Large retail stores such as Macy’s, JCPenney, and Nordstrom are struggling to adapt to the digital world, which has created a niche for smaller, boutique operations, such as Frank and Oak, to deliver quality clothing with a hint of personal shopping. The large companies are also facing competition from each other as they try to innovate and are dealing with an increasingly frugal customer base. Gap recently pushed forward in the online front by offering ‘Reserve,’ a service that allows users to select items online, which are then put aside to try on in-store. Nordstrom invested $150 million on online infrastructure that seemed to pay off (12.1% growth in sales, 37% growth in e-commerce)  though recently their 3rd quarter profit fell 6.2% due to ‘weak traffic and muted sales as consumers remain cautious about spending.’

I think these companies have an opportunity to improve their digital approach by moving beyond an ‘online rack of clothes’, compete with smaller companies by creating a more personalized shopping experience, and get customers excited about their products (and fashion in general) by creating a community focused on style and fashion, rather than on purchasing their products.
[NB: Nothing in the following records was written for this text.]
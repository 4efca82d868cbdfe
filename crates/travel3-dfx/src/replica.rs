//! Supervised local replica.
//!
//! `dfx start` runs as a child of this process instead of daemonizing, so
//! the replica cannot outlive a deployment: [`Replica::stop`] shuts it down
//! on the normal path and the child is killed on drop otherwise.

use std::process::Stdio;
use std::time::Duration;

use crate::context::{DfxConfig, DfxContext};
use crate::error::DfxError;

/// Replica startup settings.
#[derive(Debug, Clone)]
pub struct ReplicaConfig {
    /// Wipe `.dfx` and start from empty state.
    pub clean: bool,
    /// Health polls before giving up (default: 30).
    pub max_attempts: u32,
    /// Delay between polls (default: 1s).
    pub poll_interval: Duration,
}

impl Default for ReplicaConfig {
    fn default() -> Self {
        Self {
            clean: false,
            max_attempts: 30,
            poll_interval: Duration::from_secs(1),
        }
    }
}

/// A running `dfx start` child.
pub struct Replica {
    child: tokio::process::Child,
    dfx: DfxContext,
}

impl Replica {
    /// Start the replica and wait until `dfx ping` answers.
    pub async fn start(dfx: &DfxConfig, config: &ReplicaConfig) -> Result<Self, DfxError> {
        let ctx = DfxContext::new(DfxConfig {
            dry_run: false,
            ..dfx.clone()
        });

        if config.clean {
            // A replica left over from an earlier run holds the state directory.
            if let Err(e) = ctx.stop().await {
                tracing::debug!(error = %e, "no running replica to stop");
            }
            let state_dir = dfx.project_root.join(".dfx");
            match tokio::fs::remove_dir_all(&state_dir).await {
                Ok(()) => tracing::info!(path = %state_dir.display(), "removed replica state"),
                Err(e) if e.kind() == std::io::ErrorKind::NotFound => {}
                Err(e) => return Err(DfxError::Io(e)),
            }
        }

        let mut args = vec!["start"];
        if config.clean {
            args.push("--clean");
        }

        let mut child = tokio::process::Command::new(&dfx.binary)
            .args(&args)
            .current_dir(&dfx.project_root)
            .stdin(Stdio::null())
            .stdout(Stdio::null())
            .stderr(Stdio::null())
            .kill_on_drop(true)
            .spawn()
            .map_err(|e| match e.kind() {
                std::io::ErrorKind::NotFound => DfxError::NotFound(dfx.binary.clone()),
                _ => DfxError::Io(e),
            })?;

        tracing::info!(pid = ?child.id(), clean = config.clean, "replica starting");

        for attempt in 1..=config.max_attempts {
            if let Some(status) = child.try_wait()? {
                return Err(DfxError::Replica(format!(
                    "dfx start exited before the replica was ready ({status})"
                )));
            }
            if ctx.ping().await {
                tracing::info!(attempt, "replica ready");
                return Ok(Self { child, dfx: ctx });
            }
            tracing::debug!(attempt, "replica not ready yet");
            tokio::time::sleep(config.poll_interval).await;
        }

        if let Err(e) = child.kill().await {
            tracing::warn!(error = %e, "failed to kill replica");
        }
        Err(DfxError::Replica(format!(
            "replica not ready after {} attempts",
            config.max_attempts
        )))
    }

    /// Stop the replica with `dfx stop`, then reap the child.
    pub async fn stop(mut self) -> Result<(), DfxError> {
        if let Err(e) = self.dfx.stop().await {
            tracing::warn!(error = %e, "dfx stop failed, killing replica");
        }
        if self.child.try_wait()?.is_none() {
            self.child.kill().await?;
        }
        tracing::info!("replica stopped");
        Ok(())
    }
}

#[cfg(test)]
mod tests {
    use super::*;

    fn fast() -> ReplicaConfig {
        ReplicaConfig {
            clean: false,
            max_attempts: 50,
            poll_interval: Duration::from_millis(20),
        }
    }

    #[tokio::test]
    async fn missing_binary_is_not_found() {
        let dfx = DfxConfig {
            binary: "/nonexistent/travel3/dfx".to_string(),
            ..DfxConfig::default()
        };
        let err = Replica::start(&dfx, &fast()).await.err().unwrap();
        assert!(matches!(err, DfxError::NotFound(_)));
    }

    #[cfg(unix)]
    #[tokio::test]
    async fn replica_that_never_answers_fails() {
        // `false` exits at once and every ping fails.
        let dfx = DfxConfig {
            binary: "false".to_string(),
            ..DfxConfig::default()
        };
        let err = Replica::start(&dfx, &fast()).await.err().unwrap();
        assert!(matches!(err, DfxError::Replica(_)));
    }

    #[cfg(unix)]
    #[tokio::test]
    async fn clean_start_removes_state_dir() {
        let dir = tempfile::tempdir().unwrap();
        let state = dir.path().join(".dfx");
        std::fs::create_dir_all(state.join("local")).unwrap();

        let dfx = DfxConfig {
            binary: "false".to_string(),
            project_root: dir.path().to_path_buf(),
            ..DfxConfig::default()
        };
        let config = ReplicaConfig {
            clean: true,
            ..fast()
        };
        assert!(Replica::start(&dfx, &config).await.is_err());
        assert!(!state.exists());
    }
}
//! dfx CLI runner for Travel3 deployments.
//!
//! Wraps the external `dfx` binary: [`DfxContext`] implements the
//! [`CanisterCli`] seam the deployment pipeline is written against, and
//! [`Replica`] supervises a local replica for the duration of a run.

pub mod cli;
pub mod context;
pub mod error;
pub mod replica;

pub use cli::{CallOutput, CanisterCli};
pub use context::{DfxConfig, DfxContext, DfxOutput};
pub use error::DfxError;
pub use replica::{Replica, ReplicaConfig};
My solution consists of a change in purpose, and a variety of ways to manifest that change. I think the purpose of the big clothing companies should shift from being a clothing distributor to being a style and fashion enabler, with a focus on increasing customer excitement about fashion and style rather than on a company’s particular products.The action would be to create an online platform to improve the recommendations served to customers, make online shopping more interactive and build a connected community of shoppers and fashion enthusiasts.

For the most part, the online shopping experience involves looking at pages of products. Data tracking is improving recommendations, but for big companies, big data marketing can often look like ‘Big Brother’ marketing. A personalized shopping platform would use surveys to begin building a style profile for each user. Users could also create look books of styles, products, and looks that they like. To some degree, this looks a bit like the Facebook ‘like’ or pinning items on Pinterest, but with a specific focus on fashion/style. The data would be used to suggest styles, looks, and products to customers as well as to connect them with other users with styles they may like.

Online shopping has made strides on being more interactive (Macy’s new app allows users to interact with physical ads using their phones, and the app Pickie promotes personalized recommendations and an interactive magazine environment on a tablet) but it could still improve. In the platform I am proposing, users could browse ‘looks’ and interact with the individual items, regardless of brand. This is how print fashion magazines tend to operate, but the digital component brings the ability to look at a photograph, learn more about individual items, add them to your preferred looks or wish list, and also find similar items.

All of these things come together for the last step of building a community centered around exploring and sharing fashion and style. Creating a social network around fashion is not a novel idea, but I think it is interesting to explore the idea, especially how it could be implemented by a large company. The platform I am suggesting would allow users to interact, sharing their favorite looks and styles. The ability to curate your own looks and share them would be exciting to users. This can be done on existing social networks but there would be benefits to having a network focused on style. Similar to the LinkedIn Influencer model, quality contributors like designers, fashion bloggers and personal shoppers could be brought in to share their ideas and produce great content that users could follow.

In conclusion, a shift in focus from clothing retailer to community builder could produce a more personalized customer experience, a more engaged community, and allow a ‘big box’ clothing retailer to act like smaller, more adaptable company.